For purposes of the Upper Level Writing Requirement, a substantial written product may include appellate briefs, trial court memoranda, or inter-office memoranda that meet the above-listed criteria, but does not include drafting documents, such as complaints, depositions, trial motions, or estate plans.

Other than an approved independent student as specified in item 3 above, papers in courses other than a writing eligible seminar will not fulfill the writing requirement.

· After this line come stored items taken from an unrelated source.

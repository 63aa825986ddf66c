// Copyright 2024 FastLabs Developers
//
// Licensed under the Apache License, Version 2.0 (the "License");
// you may not use this file except in compliance with the License.
// You may obtain a copy of the License at
//
//     http://www.apache.org/licenses/LICENSE-2.0
//
// Unless required by applicable law or agreed to in writing, software
// distributed under the License is distributed on an "AS IS" BASIS,
// WITHOUT WARRANTIES OR CONDITIONS OF ANY KIND, either express or implied.
// See the License for the specific language governing permissions and
// limitations under the License.

//! The six-field Rocksoft/CRC-catalogue parameter set and its validation.

use crate::error::{CrcError, Result};
use crate::primitives::bitmask;
use crate::MAX_WIDTH;

/// Describes a parametric CRC algorithm: width, polynomial, initial value,
/// input/output reflection, and the final XOR mask.
///
/// `width` is a field checked by [`Algorithm::validate`] rather than a
/// compile-time constant, so one type covers CRC-3 through CRC-64; the name,
/// if any, lives in the catalogue entry that produced this `Algorithm`, not
/// in the struct itself.
#[derive(Debug, Clone, Copy, PartialEq, Eq, Hash)]
pub struct Algorithm {
    /// Width of the algorithm in bits, `1..=64`.
    pub width: u8,
    /// Generator polynomial in normal (non-reflected) form, top bit omitted.
    pub poly: u64,
    /// Initial register value, copied verbatim (not affected by `refin`).
    pub init: u64,
    /// Whether input bytes are reflected before being fed to the register.
    pub refin: bool,
    /// Whether the final register value is reflected before `xorout`.
    pub refout: bool,
    /// Final XOR mask.
    pub xorout: u64,
}

impl Algorithm {
    /// Constructs an `Algorithm` without validating it. Prefer
    /// [`Algorithm::new`] unless the fields are already known-valid (e.g.
    /// catalogue entries).
    pub const fn new_unchecked(
        width: u8,
        poly: u64,
        init: u64,
        refin: bool,
        refout: bool,
        xorout: u64,
    ) -> Self {
        Self {
            width,
            poly,
            init,
            refin,
            refout,
            xorout,
        }
    }

    /// Constructs and validates an `Algorithm`.
    pub fn new(
        width: u8,
        poly: u64,
        init: u64,
        refin: bool,
        refout: bool,
        xorout: u64,
    ) -> Result<Self> {
        let algorithm = Self::new_unchecked(width, poly, init, refin, refout, xorout);
        algorithm.validate()?;
        Ok(algorithm)
    }

    /// Starts a [`AlgorithmBuilder`] seeded from this algorithm's fields,
    /// for overriding individual fields of a named template before
    /// construction.
    pub fn builder_from(self) -> AlgorithmBuilder {
        AlgorithmBuilder::from_algorithm(self)
    }

    /// Validates width, poly, init, and xorout ranges in that order, each
    /// with a distinct [`CrcError`] variant.
    pub fn validate(&self) -> Result<()> {
        if self.width == 0 || self.width > MAX_WIDTH {
            return Err(CrcError::WidthOutOfRange { width: self.width });
        }
        let mask = bitmask(self.width);
        if self.poly == 0 || self.poly > mask {
            return Err(CrcError::PolyOutOfRange {
                poly: self.poly,
                mask,
            });
        }
        if self.init > mask {
            return Err(CrcError::InitOutOfRange {
                init: self.init,
                mask,
            });
        }
        if self.xorout > mask {
            return Err(CrcError::XoroutOutOfRange {
                xorout: self.xorout,
                mask,
            });
        }
        Ok(())
    }

    /// `(1 << width) - 1`, saturating at `u64::MAX` for `width == 64`.
    pub const fn mask(&self) -> u64 {
        bitmask(self.width)
    }
}

/// A builder for overriding individual fields of an [`Algorithm`], typically
/// seeded from a catalogue template via [`Algorithm::builder_from`].
#[derive(Debug, Clone, Copy)]
pub struct AlgorithmBuilder {
    width: u8,
    poly: u64,
    init: u64,
    refin: bool,
    refout: bool,
    xorout: u64,
}

impl AlgorithmBuilder {
    fn from_algorithm(algorithm: Algorithm) -> Self {
        Self {
            width: algorithm.width,
            poly: algorithm.poly,
            init: algorithm.init,
            refin: algorithm.refin,
            refout: algorithm.refout,
            xorout: algorithm.xorout,
        }
    }

    /// Overrides `width`.
    pub fn width(mut self, width: u8) -> Self {
        self.width = width;
        self
    }

    /// Overrides `poly`.
    pub fn poly(mut self, poly: u64) -> Self {
        self.poly = poly;
        self
    }

    /// Overrides `init`.
    pub fn init(mut self, init: u64) -> Self {
        self.init = init;
        self
    }

    /// Overrides `refin`.
    pub fn refin(mut self, refin: bool) -> Self {
        self.refin = refin;
        self
    }

    /// Overrides `refout`.
    pub fn refout(mut self, refout: bool) -> Self {
        self.refout = refout;
        self
    }

    /// Overrides `xorout`.
    pub fn xorout(mut self, xorout: u64) -> Self {
        self.xorout = xorout;
        self
    }

    /// Validates and builds the resulting [`Algorithm`].
    pub fn build(self) -> Result<Algorithm> {
        Algorithm::new(
            self.width,
            self.poly,
            self.init,
            self.refin,
            self.refout,
            self.xorout,
        )
    }
}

Through the Upper Level Writing and Research course, the student must produce substantial written work products that meet all of the following standards:

  1. Selection of an appropriate topic with the instructor’s active involvement and approval;
  2. Substantial legal research;
  3. Submission of at least two pieces of interim work product that allow meaningful practice of skills and written formative feedback, one of which must be a substantially completed draft of the final work product;
  4. Submission of a final work product that:
    1. is at least 6,250 works exclusive of footnotes or endnotes (but supported by footnotes, endnotes, or other appropriate citations to authorities);
    2. demonstrates sound legal analysis and reasoning;
    3. is supported by significant legal research and proper citation to authorities;
    4. communicates the student’s analysis and research effectively and professionally;
    5. has not been prepared in any other course or for any other publication; and
    6. earns a grade of “C” or higher in the Upper Level Writing and Research course (which may be a different grade than the grade in the relevant seminar, as seminar grades will be based on evaluation other than the substantial writing paper).
  5. A writing shall not satisfy the writing requirement unless the supervising faculty member awards it a grade of "C" or higher in the Upper Level Writing and Research course. The Upper Level Writing and Research course will be the means by which the Office of Admissions & Enrollment Management tracks students’ fulfillment of the writing requirement.